In 1930, scientists developed the idea of a tiny particle called a neutrino. Nearly 100 years later, we’re digging into the many ways this particle can help us understand the universe.

Neutrinos have no charge and are extremely abundant in the universe. They’re regularly produced by stars. For a long time, scientists thought they didn’t have mass. Finding out that they do have mass was just one of the ways neutrinos have surprised scientists. Other surprising properties include the fact that they have multiple types, which physicists call “flavors.” (Even though they don’t taste like anything.) Neutrinos also shift between these types as they travel through space.

To reveal more about neutrinos, the Department of Energy’s Office of Science is supporting an experiment that requires some literal digging. Once construction is finished, the Deep Underground Neutrino Experiment in the Long-Baseline Neutrino Facility (LBNF/DUNE) will be the most advanced and comprehensive neutrino experiment in the world.

LBNF/DUNE comprises two parts. One is at DOE’s Fermi National Accelerator Laboratory, the host lab for this international experiment. Its particle accelerators will shoot neutrinos 800 miles through the Earth, from Illinois to South Dakota. The second part is located more than a mile underground in a former gold mine in Lead, SD, now the site of the Sanford Underground Research Facility. The neutrino detectors need to be deep underground to protect them from cosmic rays that could interfere with detecting neutrinos and other subatomic particles. To make space for the detectors, the construction team is excavating 800,000 tons of rock. About 70% of the excavation is complete.
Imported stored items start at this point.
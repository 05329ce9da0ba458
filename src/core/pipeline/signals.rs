//! Pipeline control signals and operation types.
//!
//! Defines the ALU operation selector carried by decoded instructions and
//! the per-cycle control wires that run from later stages back to earlier
//! ones within a single cycle.

use super::latches::PipeEntry;

/// ALU operation types.
#[derive(Clone, Copy, Debug, PartialEq, Eq)]
pub enum AluOp {
    /// Integer addition.
    Add,
    /// Integer subtraction.
    Sub,
    /// Integer multiply (low 32 bits).
    Mul,
    /// Signed integer divide.
    Div,
    /// Bitwise AND.
    And,
    /// Bitwise OR.
    Or,
    /// Bitwise XOR.
    Xor,
}

/// Control signals produced during one cycle.
///
/// Stages are evaluated from Writeback back to Fetch, so each stage sees the
/// signals raised by the stages after it. Latch contents never travel
/// through here; only the bypass copies of results computed this cycle do.
#[derive(Clone, Copy, Debug, Default)]
pub struct CycleSignals {
    /// Execute redirected the PC; the Decode latch is discarded.
    pub flush_decode: bool,
    /// Decode could not issue; Fetch holds its PC.
    pub stall: bool,
    /// Result leaving Execute this cycle.
    pub execute_out: Option<PipeEntry>,
    /// Result leaving Memory this cycle.
    pub memory_out: Option<PipeEntry>,
    /// Entry retired by Writeback this cycle.
    pub writeback_out: Option<PipeEntry>,
}
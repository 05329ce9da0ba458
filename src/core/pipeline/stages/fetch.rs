//! Instruction Fetch (IF) Stage.
//!
//! Reads the instruction at the PC, consults the BTB, and hands the
//! instruction to Decode. Fetch past the end of code memory is not an
//! error; the pipeline simply drains.

use tracing::trace;

use crate::common::SimError;
use crate::core::pipeline::latches::{IfIdEntry, Latch, Latches, Prediction};
use crate::core::pipeline::signals::CycleSignals;
use crate::core::Cpu;

/// Fall-through PC increment.
const INSN_BYTES: u32 = 4;

/// Executes the instruction fetch stage.
///
/// # Arguments
///
/// * `cpu` - Mutable reference to the CPU state.
/// * `next` - Latch set being built for the next cycle.
/// * `signals` - This cycle's control signals from the later stages.
///
/// # Returns
///
/// `MisalignedFetch` if the PC is inside code memory but off an
/// instruction boundary.
pub fn fetch_stage(
    cpu: &mut Cpu,
    next: &mut Latches,
    signals: &CycleSignals,
) -> Result<(), SimError> {
    if cpu.redirect_pending {
        cpu.redirect_pending = false;
        cpu.stats.bubbles += 1;
        trace!(pc = cpu.pc, "IF bubble");
        return Ok(());
    }
    if !cpu.fetch_enabled {
        return Ok(());
    }
    let Some(raw) = cpu.code.fetch(cpu.pc)?.cloned() else {
        return Ok(());
    };

    let mut entry = IfIdEntry {
        pc: cpu.pc,
        raw,
        prediction: Prediction::default(),
    };

    if signals.stall {
        next.fetch = Latch::holding(entry);
        return Ok(());
    }

    cpu.stats.btb_lookups += 1;
    cpu.pc = match cpu.btb.lookup(entry.pc) {
        Some((prediction, target)) => {
            cpu.stats.btb_hits += 1;
            entry.prediction = prediction;
            if prediction.taken {
                target
            } else {
                entry.pc.wrapping_add(INSN_BYTES)
            }
        }
        None => entry.pc.wrapping_add(INSN_BYTES),
    };
    trace!(pc = entry.pc, insn = %entry.raw, next_pc = cpu.pc, "IF");

    next.fetch = Latch::holding(entry.clone());
    next.decode = Latch::holding(entry);
    Ok(())
}
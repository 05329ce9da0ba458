//! Shared test harness.
//!
//! Builds simulators from program text and runs them to completion.

#![allow(dead_code)]

use apex_sim::config::{Config, ForwardingPriority, HazardStrategy};
use apex_sim::sim::reference::SequentialCpu;
use apex_sim::sim::{RunOutcome, Simulator};

/// Cycle limit generous enough for every test program.
pub const MAX_CYCLES: u64 = 2_000;

/// Configuration with the given hazard strategy, other settings default.
pub fn config_with(strategy: HazardStrategy) -> Config {
    let mut config = Config::default();
    config.pipeline.hazard_strategy = strategy;
    config
}

/// Forwarding configuration with an explicit producer priority.
pub fn forwarding_with(priority: ForwardingPriority) -> Config {
    let mut config = config_with(HazardStrategy::Forwarding);
    config.pipeline.forwarding_priority = priority;
    config
}

pub struct TestContext {
    pub sim: Simulator,
}

impl TestContext {
    /// Builds a simulator for `program` under `config`.
    pub fn new(program: &str, config: &Config) -> Self {
        let _ = tracing_subscriber::fmt()
            .with_test_writer()
            .with_max_level(tracing::Level::WARN)
            .try_init();
        let sim = Simulator::from_source(program, config).expect("program should build");
        Self { sim }
    }

    pub fn with_strategy(program: &str, strategy: HazardStrategy) -> Self {
        Self::new(program, &config_with(strategy))
    }

    /// Runs to completion and returns the outcome.
    pub fn run(&mut self) -> RunOutcome {
        self.sim.run(MAX_CYCLES).expect("program should run without faults")
    }

    pub fn tick(&mut self) {
        self.sim.cpu.tick().expect("cycle should not fault");
    }

    pub fn reg(&self, idx: usize) -> i32 {
        self.sim.cpu.regs.read(idx)
    }

    pub fn mem(&self, addr: i32) -> i32 {
        self.sim.cpu.memory.read(addr).expect("address in range")
    }
}

/// Runs `program` on the sequential interpreter.
pub fn run_reference(program: &str, config: &Config) -> SequentialCpu {
    let code = apex_sim::sim::loader::build_code(program, config.general.code_base)
        .expect("program should build");
    let mut cpu = SequentialCpu::new(code, config);
    cpu.run(MAX_CYCLES).expect("reference run should not fault");
    cpu
}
The experiment will help us learn more about the existence of matter, the formation of neutron stars and black holes, and the relationship between the four major forces of the universe. Using the DUNE detector, scientists will look at how neutrinos change between different flavors as they move. They will also be able to look for other processes, including protons breaking down and neutrinos being produced by supernovae.